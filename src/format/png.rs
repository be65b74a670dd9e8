//! PNG and MNG header decoding.
//!
//! Both formats open with an 8-byte signature followed by a header chunk
//! (`IHDR` for PNG, `MHDR` for MNG) whose first eight data bytes are the
//! big-endian width and height:
//!
//! ```text
//! 0..8    signature
//! 8..12   chunk length
//! 12..16  chunk type
//! 16..20  width
//! 20..24  height
//! ```

use crate::error::DecodeError;
use crate::io::{ByteCursor, ByteOrder};

use super::info::{FormatTag, ImageInfo};

pub const PNG_SIGNATURE: [u8; 8] = [0x89, 0x50, 0x4E, 0x47, 0x0D, 0x0A, 0x1A, 0x0A];

pub const MNG_SIGNATURE: [u8; 8] = [0x8A, 0x4D, 0x4E, 0x47, 0x0D, 0x0A, 0x1A, 0x0A];

const HEADER_CHUNK_OFFSET: usize = 12;

pub fn decode(data: &[u8]) -> Result<ImageInfo, DecodeError> {
    decode_header_chunk(data, b"IHDR", FormatTag::Png)
}

pub fn decode_mng(data: &[u8]) -> Result<ImageInfo, DecodeError> {
    decode_header_chunk(data, b"MHDR", FormatTag::Mng)
}

fn decode_header_chunk(
    data: &[u8],
    chunk_type: &[u8; 4],
    format: FormatTag,
) -> Result<ImageInfo, DecodeError> {
    let mut cursor = ByteCursor::at(data, HEADER_CHUNK_OFFSET)?;

    if cursor.read_bytes(4)? != chunk_type {
        return Err(DecodeError::Malformed("first chunk is not the header chunk"));
    }

    let width = cursor.read_u32(ByteOrder::BigEndian)?;
    let height = cursor.read_u32(ByteOrder::BigEndian)?;
    ImageInfo::new(format, width, height)
}
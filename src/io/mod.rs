//! Byte access for header decoding.
//!
//! - [`ByteCursor`] is the bounds-checked view every decoder reads through.
//! - [`ByteOrder`] and the free endian helpers convert raw bytes to integers.
//! - [`read_prefix`] is the file side, used only by the command-line tool.

mod cursor;
mod endian;
mod prefix;

pub use cursor::ByteCursor;
pub use endian::{read_u16_be, read_u16_le, read_u24_le, read_u32_be, read_u32_le, ByteOrder};
pub use prefix::read_prefix;
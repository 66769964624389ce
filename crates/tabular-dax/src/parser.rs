//! Error-tolerant recursive-descent parser for DAX scripts.
//!
//! The parser never fails: any token that cannot start a statement is
//! skipped (recorded in the returned error list) and parsing continues, so a
//! best-effort [`Script`] is always produced. This matters for editor
//! tooling, which analyzes text on every keystroke while it is still
//! malformed.
//!
//! The expression grammar is a fixed precedence ladder (low to high):
//! `OR` → `AND` → comparison → `&` → `+ -` → `* /` → `^` → unary → primary.
//! All levels loop while their operator matches except comparison and
//! exponent, which consume at most one operator per level; `a < b < c` leaves
//! `< c` dangling for the statement loop to skip.

use crate::ast::{
    BinaryOp, ColumnDef, Define, Evaluate, Expr, LiteralKind, MeasureDef, OrderByItem, ParseError,
    Script, SortDirection, Span, Statement, TableDef, UnaryOp, VarDef,
};
use crate::lexer;
use crate::token::{Token, TokenKind};

/// Parse a lexed token stream. Trivia tokens are filtered out first.
pub fn parse(tokens: &[Token]) -> (Script, Vec<ParseError>) {
    let mut significant: Vec<Token> = tokens
        .iter()
        .filter(|t| !t.kind.is_trivia())
        .cloned()
        .collect();
    if significant.last().map(|t| t.kind) != Some(TokenKind::Eof) {
        let (start, line, column) = significant
            .last()
            .map(|t| (t.end(), t.line, t.column))
            .unwrap_or((0, 1, 1));
        significant.push(Token {
            kind: TokenKind::Eof,
            text: String::new(),
            start,
            line,
            column,
        });
    }

    let mut parser = Parser {
        tokens: significant,
        pos: 0,
        depth: 0,
        errors: Vec::new(),
    };
    let script = parser.parse_script();
    (script, parser.errors)
}

/// Convenience wrapper: lex and parse in one step.
pub fn parse_source(source: &str) -> (Script, Vec<ParseError>) {
    parse(&lexer::tokenize(source))
}

fn token_span(token: &Token) -> Span {
    Span::new(token.start, token.end(), token.line, token.column)
}

fn empty_span_at(token: &Token) -> Span {
    Span::new(token.start, token.start, token.line, token.column)
}

fn can_start_expression(kind: TokenKind) -> bool {
    matches!(
        kind,
        TokenKind::Number
            | TokenKind::String
            | TokenKind::True
            | TokenKind::False
            | TokenKind::Blank
            | TokenKind::TableReference
            | TokenKind::ColumnReference
            | TokenKind::Identifier
            | TokenKind::Var
            | TokenKind::Return
            | TokenKind::Not
            | TokenKind::Minus
            | TokenKind::LParen
            | TokenKind::LBrace
    )
}

/// Strips exactly one `'…'` delimiter pair; text without a matching trailing
/// quote is returned unmodified.
pub(crate) fn unquote_table(text: &str) -> String {
    text.strip_prefix('\'')
        .and_then(|t| t.strip_suffix('\''))
        .unwrap_or(text)
        .to_string()
}

/// Strips exactly one `[…]` delimiter pair; text without a matching trailing
/// bracket is returned unmodified.
pub(crate) fn unquote_column(text: &str) -> String {
    text.strip_prefix('[')
        .and_then(|t| t.strip_suffix(']'))
        .unwrap_or(text)
        .to_string()
}

fn unescape_string(text: &str) -> String {
    let inner = text
        .strip_prefix('"')
        .and_then(|t| t.strip_suffix('"'))
        .unwrap_or(text);
    inner.replace("\"\"", "\"")
}

/// Maximum expression nesting. Parsing is recursive, so unbounded nesting in
/// hostile input would overflow the stack; real DAX stays far below this.
const MAX_EXPR_DEPTH: usize = 64;

struct Parser {
    /// Non-trivia tokens, always ending with `Eof`.
    tokens: Vec<Token>,
    pos: usize,
    depth: usize,
    errors: Vec<ParseError>,
}
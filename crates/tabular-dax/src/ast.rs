//! Typed AST for DAX scripts and expressions.
//!
//! Every node carries a [`Span`]: byte offsets plus the 1-based line/column
//! of its first token. Spans are derived from the tokens a node consumed, so
//! a node's range is always contiguous source text. Trees are plain data:
//! children never point back at parents, and traversal is top-down only.

use serde::{Deserialize, Serialize};

#[derive(Debug, Clone, Copy, Default, PartialEq, Eq, Serialize, Deserialize)]
pub struct Span {
    /// Byte offset of the first character.
    pub start: usize,
    /// Byte offset one past the last character.
    pub end: usize,
    /// 1-based line of the first character.
    pub line: u32,
    /// 1-based column of the first character.
    pub column: u32,
}

impl Span {
    #[must_use]
    pub fn new(start: usize, end: usize, line: u32, column: u32) -> Self {
        Self {
            start,
            end,
            line,
            column,
        }
    }

    /// The smallest span covering both `self` and `other`, anchored at
    /// `self`'s position.
    #[must_use]
    pub fn to(self, other: Span) -> Self {
        Self {
            start: self.start,
            end: other.end.max(self.end),
            line: self.line,
            column: self.column,
        }
    }

    #[must_use]
    pub fn len(&self) -> usize {
        self.end.saturating_sub(self.start)
    }

    #[must_use]
    pub fn is_empty(&self) -> bool {
        self.end <= self.start
    }
}

/// A syntax problem recorded during error-tolerant parsing. Parsing never
/// aborts on one of these; the tree around the offending token is still
/// produced best-effort.
#[derive(Debug, Clone, PartialEq, Eq, Serialize, Deserialize)]
pub struct ParseError {
    pub message: String,
    pub span: Span,
}

impl ParseError {
    #[must_use]
    pub fn new(message: impl Into<String>, span: Span) -> Self {
        Self {
            message: message.into(),
            span,
        }
    }
}

impl std::fmt::Display for ParseError {
    fn fmt(&self, f: &mut std::fmt::Formatter<'_>) -> std::fmt::Result {
        write!(
            f,
            "{} (at {}..{})",
            self.message, self.span.start, self.span.end
        )
    }
}

impl std::error::Error for ParseError {}

/// Root node: one per parse call.
#[derive(Debug, Clone, PartialEq, Eq, Serialize, Deserialize)]
pub struct Script {
    pub statements: Vec<Statement>,
    pub span: Span,
}

#[derive(Debug, Clone, PartialEq, Eq, Serialize, Deserialize)]
pub enum Statement {
    Define(Define),
    Evaluate(Evaluate),
    Measure(MeasureDef),
    Column(ColumnDef),
    Table(TableDef),
    Var(VarDef),
    Expr(Expr),
}

impl Statement {
    #[must_use]
    pub fn span(&self) -> Span {
        match self {
            Statement::Define(s) => s.span,
            Statement::Evaluate(s) => s.span,
            Statement::Measure(s) => s.span,
            Statement::Column(s) => s.span,
            Statement::Table(s) => s.span,
            Statement::Var(s) => s.span,
            Statement::Expr(e) => e.span(),
        }
    }
}

/// `DEFINE` block: measure/column/table/var definitions plus an optional
/// trailing `EVALUATE`.
#[derive(Debug, Clone, PartialEq, Eq, Serialize, Deserialize)]
pub struct Define {
    pub definitions: Vec<Statement>,
    pub evaluate: Option<Evaluate>,
    pub span: Span,
}

#[derive(Debug, Clone, PartialEq, Eq, Serialize, Deserialize)]
pub struct Evaluate {
    pub expression: Expr,
    pub order_by: Vec<OrderByItem>,
    pub start_at: Vec<Expr>,
    pub span: Span,
}

/// `MEASURE 'Table'[Name] = expression`.
#[derive(Debug, Clone, PartialEq, Eq, Serialize, Deserialize)]
pub struct MeasureDef {
    pub table_name: String,
    pub measure_name: String,
    pub expression: Expr,
    pub span: Span,
}

/// `COLUMN 'Table'[Name] = expression`.
#[derive(Debug, Clone, PartialEq, Eq, Serialize, Deserialize)]
pub struct ColumnDef {
    pub table_name: String,
    pub column_name: String,
    pub expression: Expr,
    pub span: Span,
}

/// `TABLE Name = expression`.
#[derive(Debug, Clone, PartialEq, Eq, Serialize, Deserialize)]
pub struct TableDef {
    pub name: String,
    pub expression: Expr,
    pub span: Span,
}

/// Statement-position `VAR name = expression` (inside `DEFINE`).
#[derive(Debug, Clone, PartialEq, Eq, Serialize, Deserialize)]
pub struct VarDef {
    pub name: String,
    pub value: Expr,
    pub span: Span,
}

#[derive(Debug, Clone, Copy, PartialEq, Eq, Serialize, Deserialize)]
pub enum SortDirection {
    Asc,
    Desc,
}

#[derive(Debug, Clone, PartialEq, Eq, Serialize, Deserialize)]
pub struct OrderByItem {
    pub expression: Expr,
    pub direction: Option<SortDirection>,
    pub span: Span,
}

#[derive(Debug, Clone, Copy, PartialEq, Eq, Serialize, Deserialize)]
pub enum BinaryOp {
    Or,
    And,
    Eq,
    Ne,
    Lt,
    Le,
    Gt,
    Ge,
    In,
    Concat,
    Add,
    Sub,
    Mul,
    Div,
    Pow,
}

impl BinaryOp {
    #[must_use]
    pub fn as_str(self) -> &'static str {
        match self {
            BinaryOp::Or => "||",
            BinaryOp::And => "&&",
            BinaryOp::Eq => "=",
            BinaryOp::Ne => "<>",
            BinaryOp::Lt => "<",
            BinaryOp::Le => "<=",
            BinaryOp::Gt => ">",
            BinaryOp::Ge => ">=",
            BinaryOp::In => "IN",
            BinaryOp::Concat => "&",
            BinaryOp::Add => "+",
            BinaryOp::Sub => "-",
            BinaryOp::Mul => "*",
            BinaryOp::Div => "/",
            BinaryOp::Pow => "^",
        }
    }
}

#[derive(Debug, Clone, Copy, PartialEq, Eq, Serialize, Deserialize)]
pub enum UnaryOp {
    Neg,
    Not,
}

impl UnaryOp {
    #[must_use]
    pub fn as_str(self) -> &'static str {
        match self {
            UnaryOp::Neg => "-",
            UnaryOp::Not => "NOT",
        }
    }
}

#[derive(Debug, Clone, Copy, PartialEq, Eq, Serialize, Deserialize)]
pub enum LiteralKind {
    Number,
    String,
    True,
    False,
    Blank,
}

#[derive(Debug, Clone, PartialEq, Eq, Serialize, Deserialize)]
pub enum Expr {
    Binary {
        op: BinaryOp,
        left: Box<Expr>,
        right: Box<Expr>,
        span: Span,
    },
    Unary {
        op: UnaryOp,
        operand: Box<Expr>,
        span: Span,
    },
    /// `raw` preserves source text for numbers and keyword literals; for
    /// strings it holds the content with the surrounding quotes stripped and
    /// `""` unescaped.
    Literal {
        kind: LiteralKind,
        raw: String,
        span: Span,
    },
    /// `'Table'` in table position.
    TableRef { name: String, span: Span },
    /// `'Table'[Col]`, `Ident[Col]`, or bare `[Col]` (`table` is `None`).
    ColumnRef {
        table: Option<String>,
        column: String,
        span: Span,
    },
    Identifier { name: String, span: Span },
    Call {
        name: String,
        args: Vec<Expr>,
        span: Span,
    },
    /// `{ e1, e2, … }`.
    TableConstructor { elements: Vec<Expr>, span: Span },
    /// `(e1, e2, …)` row constructor: multi-column rows inside `{ … }` and
    /// the right-hand side of `IN`.
    Tuple { elements: Vec<Expr>, span: Span },
    /// One `VAR name = value` binding; `body` is the rest of the chain (the
    /// next `VAR` or the `RETURN`).
    Var {
        name: String,
        value: Box<Expr>,
        body: Box<Expr>,
        span: Span,
    },
    Return { value: Box<Expr>, span: Span },
    /// Placeholder for a child the parser could not produce. Nothing
    /// downstream dereferences it; the analyzer and formatter skip it.
    Missing { span: Span },
}

impl Expr {
    #[must_use]
    pub fn span(&self) -> Span {
        match self {
            Expr::Binary { span, .. }
            | Expr::Unary { span, .. }
            | Expr::Literal { span, .. }
            | Expr::TableRef { span, .. }
            | Expr::ColumnRef { span, .. }
            | Expr::Identifier { span, .. }
            | Expr::Call { span, .. }
            | Expr::TableConstructor { span, .. }
            | Expr::Tuple { span, .. }
            | Expr::Var { span, .. }
            | Expr::Return { span, .. }
            | Expr::Missing { span } => *span,
        }
    }
}
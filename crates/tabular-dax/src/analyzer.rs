//! Semantic analysis of DAX expressions against a schema snapshot.
//!
//! The analyzer is stateless: every call re-lexes and re-parses the text,
//! walks the best-effort tree, and returns a fresh diagnostic list. It is
//! routinely invoked on partially typed, error-recovered input, so the walk
//! skips [`Expr::Missing`] placeholders instead of dereferencing anything.

use crate::ast::{Define, Evaluate, Expr, Script, Span, Statement};
use crate::catalog::{self, VAR_ARGS};
use crate::parser;
use serde::{Deserialize, Serialize};
use tabular_model::Schema;

#[derive(Debug, Clone, Copy, PartialEq, Eq, Serialize, Deserialize)]
pub enum Severity {
    Error,
    Warning,
    Info,
}

/// A structured, position-carrying problem report. The host decides
/// presentation; this core only supplies the data.
#[derive(Debug, Clone, PartialEq, Eq, Serialize, Deserialize)]
pub struct Diagnostic {
    pub severity: Severity,
    pub message: String,
    pub line: u32,
    pub column: u32,
    pub start: usize,
    pub length: usize,
    /// The caller's context label (e.g. the measure being edited), echoed
    /// back so diagnostics from different analysis calls stay attributable.
    pub source_context: String,
}

impl Diagnostic {
    fn new(severity: Severity, message: String, span: Span, context: &str) -> Self {
        Self {
            severity,
            message,
            line: span.line,
            column: span.column,
            start: span.start,
            length: span.len(),
            source_context: context.to_string(),
        }
    }
}

/// Analyze `source` in one call: lex, parse, then walk. Syntax errors from
/// the parser surface as `Error` diagnostics alongside the semantic ones, in
/// source order.
pub fn analyze(source: &str, context_label: &str, schema: &Schema) -> Vec<Diagnostic> {
    let (script, parse_errors) = parser::parse_source(source);

    let mut diagnostics: Vec<Diagnostic> = parse_errors
        .into_iter()
        .map(|e| Diagnostic::new(Severity::Error, e.message, e.span, context_label))
        .collect();
    diagnostics.extend(analyze_script(&script, context_label, schema));
    diagnostics.sort_by_key(|d| d.start);

    log::debug!(
        "analyze: {} diagnostics for {context_label:?}",
        diagnostics.len()
    );
    diagnostics
}

/// Walk a pre-built tree. Useful when the caller already parsed the text.
pub fn analyze_script(script: &Script, context_label: &str, schema: &Schema) -> Vec<Diagnostic> {
    let mut analyzer = Analyzer {
        schema,
        context: context_label,
        vars: Vec::new(),
        local_tables: Vec::new(),
        local_members: Vec::new(),
        diagnostics: Vec::new(),
    };
    for statement in &script.statements {
        analyzer.visit_statement(statement);
    }
    analyzer.diagnostics
}

struct Analyzer<'a> {
    schema: &'a Schema,
    context: &'a str,
    /// `VAR` names currently in scope.
    vars: Vec<String>,
    /// Tables introduced by `DEFINE TABLE`, visible to later statements.
    local_tables: Vec<String>,
    /// Measure/column names introduced by `DEFINE MEASURE`/`DEFINE COLUMN`.
    local_members: Vec<String>,
    diagnostics: Vec<Diagnostic>,
}

impl Analyzer<'_> {
    fn report(&mut self, severity: Severity, span: Span, message: String) {
        self.diagnostics
            .push(Diagnostic::new(severity, message, span, self.context));
    }

    fn var_in_scope(&self, name: &str) -> bool {
        self.vars.iter().any(|v| name_eq(v, name))
    }

    fn local_table(&self, name: &str) -> bool {
        self.local_tables.iter().any(|t| name_eq(t, name))
    }

    fn local_member(&self, name: &str) -> bool {
        self.local_members.iter().any(|m| name_eq(m, name))
    }

    fn table_known(&self, name: &str) -> bool {
        self.schema.table(name).is_some() || self.local_table(name)
    }

    fn visit_statement(&mut self, statement: &Statement) {
        match statement {
            Statement::Define(define) => self.visit_define(define),
            Statement::Evaluate(evaluate) => self.visit_evaluate(evaluate),
            Statement::Measure(def) => {
                if !def.table_name.is_empty() && !self.table_known(&def.table_name) {
                    self.report(
                        Severity::Error,
                        def.span,
                        format!("unknown table '{}'", def.table_name),
                    );
                }
                self.visit_expr(&def.expression);
                self.local_members.push(def.measure_name.clone());
            }
            Statement::Column(def) => {
                if !def.table_name.is_empty() && !self.table_known(&def.table_name) {
                    self.report(
                        Severity::Error,
                        def.span,
                        format!("unknown table '{}'", def.table_name),
                    );
                }
                self.visit_expr(&def.expression);
                self.local_members.push(def.column_name.clone());
            }
            Statement::Table(def) => {
                self.visit_expr(&def.expression);
                self.local_tables.push(def.name.clone());
            }
            Statement::Var(def) => {
                self.visit_expr(&def.value);
                // Query-level variables stay in scope for the rest of the
                // script.
                self.vars.push(def.name.clone());
            }
            Statement::Expr(expr) => self.visit_expr(expr),
        }
    }

    fn visit_define(&mut self, define: &Define) {
        for definition in &define.definitions {
            self.visit_statement(definition);
        }
        if let Some(evaluate) = &define.evaluate {
            self.visit_evaluate(evaluate);
        }
    }

    fn visit_evaluate(&mut self, evaluate: &Evaluate) {
        self.visit_expr(&evaluate.expression);
        for item in &evaluate.order_by {
            self.visit_expr(&item.expression);
        }
        for expr in &evaluate.start_at {
            self.visit_expr(expr);
        }
    }

    fn visit_expr(&mut self, expr: &Expr) {
        match expr {
            Expr::Binary { left, right, .. } => {
                self.visit_expr(left);
                self.visit_expr(right);
            }
            Expr::Unary { operand, .. } => self.visit_expr(operand),
            Expr::Literal { .. } | Expr::Missing { .. } => {}
            Expr::TableRef { name, span } => {
                if !self.table_known(name) {
                    self.report(Severity::Error, *span, format!("unknown table '{name}'"));
                }
            }
            Expr::ColumnRef {
                table,
                column,
                span,
            } => self.check_column_ref(table.as_deref(), column, *span),
            Expr::Identifier { name, span } => {
                // A bare identifier in expression position is either a
                // variable, a table name, or one of the enumeration names
                // some functions take as arguments (DATEDIFF(.., DAY),
                // CROSSFILTER(.., BOTH), DATATABLE type names, ...).
                if !self.var_in_scope(name)
                    && !self.table_known(name)
                    && !is_enumeration_name(name)
                {
                    self.report(
                        Severity::Warning,
                        *span,
                        format!("unknown table or variable '{name}'"),
                    );
                }
            }
            Expr::Call { name, args, span } => {
                self.check_call(name, args.len(), *span);
                for arg in args {
                    self.visit_expr(arg);
                }
            }
            Expr::TableConstructor { elements, .. } | Expr::Tuple { elements, .. } => {
                for element in elements {
                    self.visit_expr(element);
                }
            }
            Expr::Var { .. } => {
                // Walk the chain iteratively; bindings stay in scope for the
                // rest of the chain and go out of scope together.
                let mut pushed = 0;
                let mut current = expr;
                while let Expr::Var {
                    name, value, body, ..
                } = current
                {
                    self.visit_expr(value);
                    self.vars.push(name.clone());
                    pushed += 1;
                    current = body.as_ref();
                }
                self.visit_expr(current);
                self.vars.truncate(self.vars.len() - pushed);
            }
            Expr::Return { value, .. } => self.visit_expr(value),
        }
    }

    fn check_column_ref(&mut self, table: Option<&str>, column: &str, span: Span) {
        match table {
            Some(table_name) => {
                if let Some(schema_table) = self.schema.table(table_name) {
                    if !schema_table.resolves(column) && !self.local_member(column) {
                        self.report(
                            Severity::Warning,
                            span,
                            format!(
                                "column or measure '[{column}]' not found on table '{table_name}'"
                            ),
                        );
                    }
                } else if !self.local_table(table_name) {
                    self.report(
                        Severity::Error,
                        span,
                        format!("unknown table '{table_name}'"),
                    );
                }
                // Columns of DEFINE TABLE results are not modeled; qualified
                // references into them are accepted as-is.
            }
            None => {
                if !self.schema.resolves_unqualified(column) && !self.local_member(column) {
                    self.report(
                        Severity::Warning,
                        span,
                        format!("'[{column}]' is not a known measure or column"),
                    );
                }
            }
        }
    }

    fn check_call(&mut self, name: &str, arg_count: usize, span: Span) {
        let Some(spec) = catalog::lookup(name) else {
            self.report(Severity::Error, span, format!("unknown function '{name}'"));
            return;
        };
        if spec.accepts(arg_count) {
            return;
        }
        let expected = if spec.max_args == VAR_ARGS {
            format!("at least {}", spec.min_args)
        } else if spec.min_args == spec.max_args {
            format!("{}", spec.min_args)
        } else {
            format!("between {} and {}", spec.min_args, spec.max_args)
        };
        self.report(
            Severity::Warning,
            span,
            format!(
                "{} expects {expected} argument(s), got {arg_count}",
                spec.name
            ),
        );
    }
}

/// Argument enumeration names that lex as plain identifiers.
fn is_enumeration_name(name: &str) -> bool {
    const ENUM_NAMES: &[&str] = &[
        // DATEDIFF / DATESINPERIOD intervals.
        "DAY", "WEEK", "MONTH", "QUARTER", "YEAR", "HOUR", "MINUTE", "SECOND",
        // RANKX tie handling.
        "DENSE", "SKIP",
        // CROSSFILTER directions.
        "BOTH", "NONE", "ONEWAY",
        // DATATABLE / CONVERT type names.
        "INTEGER", "DOUBLE", "STRING", "BOOLEAN", "CURRENCY", "DATETIME",
    ];
    ENUM_NAMES.iter().any(|e| e.eq_ignore_ascii_case(name))
}

fn name_eq(a: &str, b: &str) -> bool {
    if a.is_ascii() && b.is_ascii() {
        a.eq_ignore_ascii_case(b)
    } else {
        a.to_lowercase() == b.to_lowercase()
    }
}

§ §

## Exercise brief:
Beginning with the first line of the listing above, please write out every line exactly until you reach the line that contains "pub const PNG_SIGNATURE: [u8;", and include that one too.

## The answer:
filename src/format/png.rs
repository be65b74a670dd9e8
//! PNG and MNG header decoding.
//!
//! Both formats open with an 8-byte signature followed by a header chunk
//! (`IHDR` for PNG, `MHDR` for MNG) whose first eight data bytes are the
//! big-endian width and height:
//!
//! ```text
//! 0..8    signature
//! 8..12   chunk length
//! 12..16  chunk type
//! 16..20  width
//! 20..24  height
//! ```

use crate::error::DecodeError;
use crate::io::{ByteCursor, ByteOrder};

use super::info::{FormatTag, ImageInfo};

pub const PNG_SIGNATURE: [u8; 8] = [0x89, 0x50, 0x4E, 0x47, 0x0D, 0x0A, 0x1A, 0x0A];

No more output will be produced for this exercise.